James Cunningham, a former U.S. ambassador to Afghanistan, told me in an interview last week that the U.S. must give Afghan security forces the support they needed to effectively provide security for the Afghan people, and then “move onto a strategy that involves heavy political and diplomatic focus on trying to find a way to bring the conflict ultimately to an end.”
Any road to a political settlement in Afghanistan—whatever that looks like—would have to go through Islamabad, the capital of Pakistan. The country has long been accused of supporting the Taliban and of providing a safe haven and safe passage for militants across the porous border between the two countries. (Pakistan was also where Osama bin Laden, the al-Qaeda leader, had taken refuge before he was killed by Navy SEALs in Rawalpindi.) Trump is expected Monday to increase pressure on Pakistan to stop providing safe havens to the militants, reportedly threatening it with a withdrawal of non-NATO ally status, and to label it a state sponsor of terrorism.

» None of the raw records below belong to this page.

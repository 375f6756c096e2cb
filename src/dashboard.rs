use std::collections::BTreeMap;

use chrono::{DateTime, Utc};
use serde::Serialize;

use crate::analytics::{
    calculate_personal_records, calculate_streak_at, get_all_overload_recommendations,
    get_streak_badges, get_streak_message,
};
use crate::models::{ExerciseHistory, PersonalRecord, StreakBadge, StreakData, WorkoutSession};

/// Everything the home screen shows, computed from the full history.
#[derive(Debug, Clone, Serialize)]
#[serde(rename_all = "camelCase")]
pub struct DashboardSummary {
    pub streak: StreakData,
    pub badges: Vec<StreakBadge>,
    pub message: &'static str,
    pub personal_records: BTreeMap<String, PersonalRecord>,
    pub recommendations: BTreeMap<String, ExerciseHistory>,
}

impl DashboardSummary {
    pub fn build(sessions: &[WorkoutSession], now: DateTime<Utc>) -> Self {
        let streak = calculate_streak_at(sessions, now);
        let badges = get_streak_badges(&streak);
        let message = get_streak_message(&streak);

        Self {
            streak,
            badges,
            message,
            personal_records: calculate_personal_records(sessions),
            recommendations: get_all_overload_recommendations(sessions),
        }
    }

    pub fn achieved_badges(&self) -> usize {
        self.badges.iter().filter(|b| b.achieved).count()
    }
}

But Pakistan’s view of the situation in Afghanistan is markedly different from that of the U.S. Any political solution in Afghanistan that does not involve power-sharing with Pakistan’s allies in the Taliban will not be palatable to Pakistan’s powerful military, which fears being sandwiched between India and Afghanistan, two allies that have poor relations with it. Pakistan also has poor relations with Iran, another neighbor. Any expectation that Pakistan stops providing safe havens to the militants is likely to be met only if there is a concomitant agreement on power-sharing with the Taliban.
“We have tried to persuade Pakistan over the last several years ... that their interests are better served by a real effort to deal with all the aspects of Islamic militancy and terrorism in that area,” Cunningham told me. “They have changed their rhetoric at various times over the years, but haven’t substantially changed their approach … and that needs to be done somehow.”
Ultimately, experts agree, there is likely no military solution in Afghanistan. The conflict’s end is not likely to be marked by the Taliban signing a surrender document. And prospects of a political solution will remain slim as along as the Afghan central government remains weak.
“There’s some basic things that one has to decide about Afghanistan: Is there actually a potential for serious threat and destabilization if Afghanistan is abandoned? That question needs to be debated and not just thrown aside with a soundbite answer,” Ronald Neumann, who served as U.S. ambassador to Afghanistan from 2005 to 2007 and supports an extended U.S. presence, told me last week.
He added: “You should not walk away from the question of threat because that needs an answer: Then you can decide whether we can accept the threat—or not. … Then the second question is if you think it’s a threat, is a longer-term presence in Afghanistan sustainable? I would say it is. There’s no enormous political pressure on the president. Even if a lot of people say it’s not working … they don’t vote on that basis. So the president has got a lot of flexibility to go pretty much any way he wants.”
Trump undoubtedly has these and other considerations in mind as he addresses his vision for Afghanistan at 9 p.m. ET.
This story will be updated with the president’s remarks.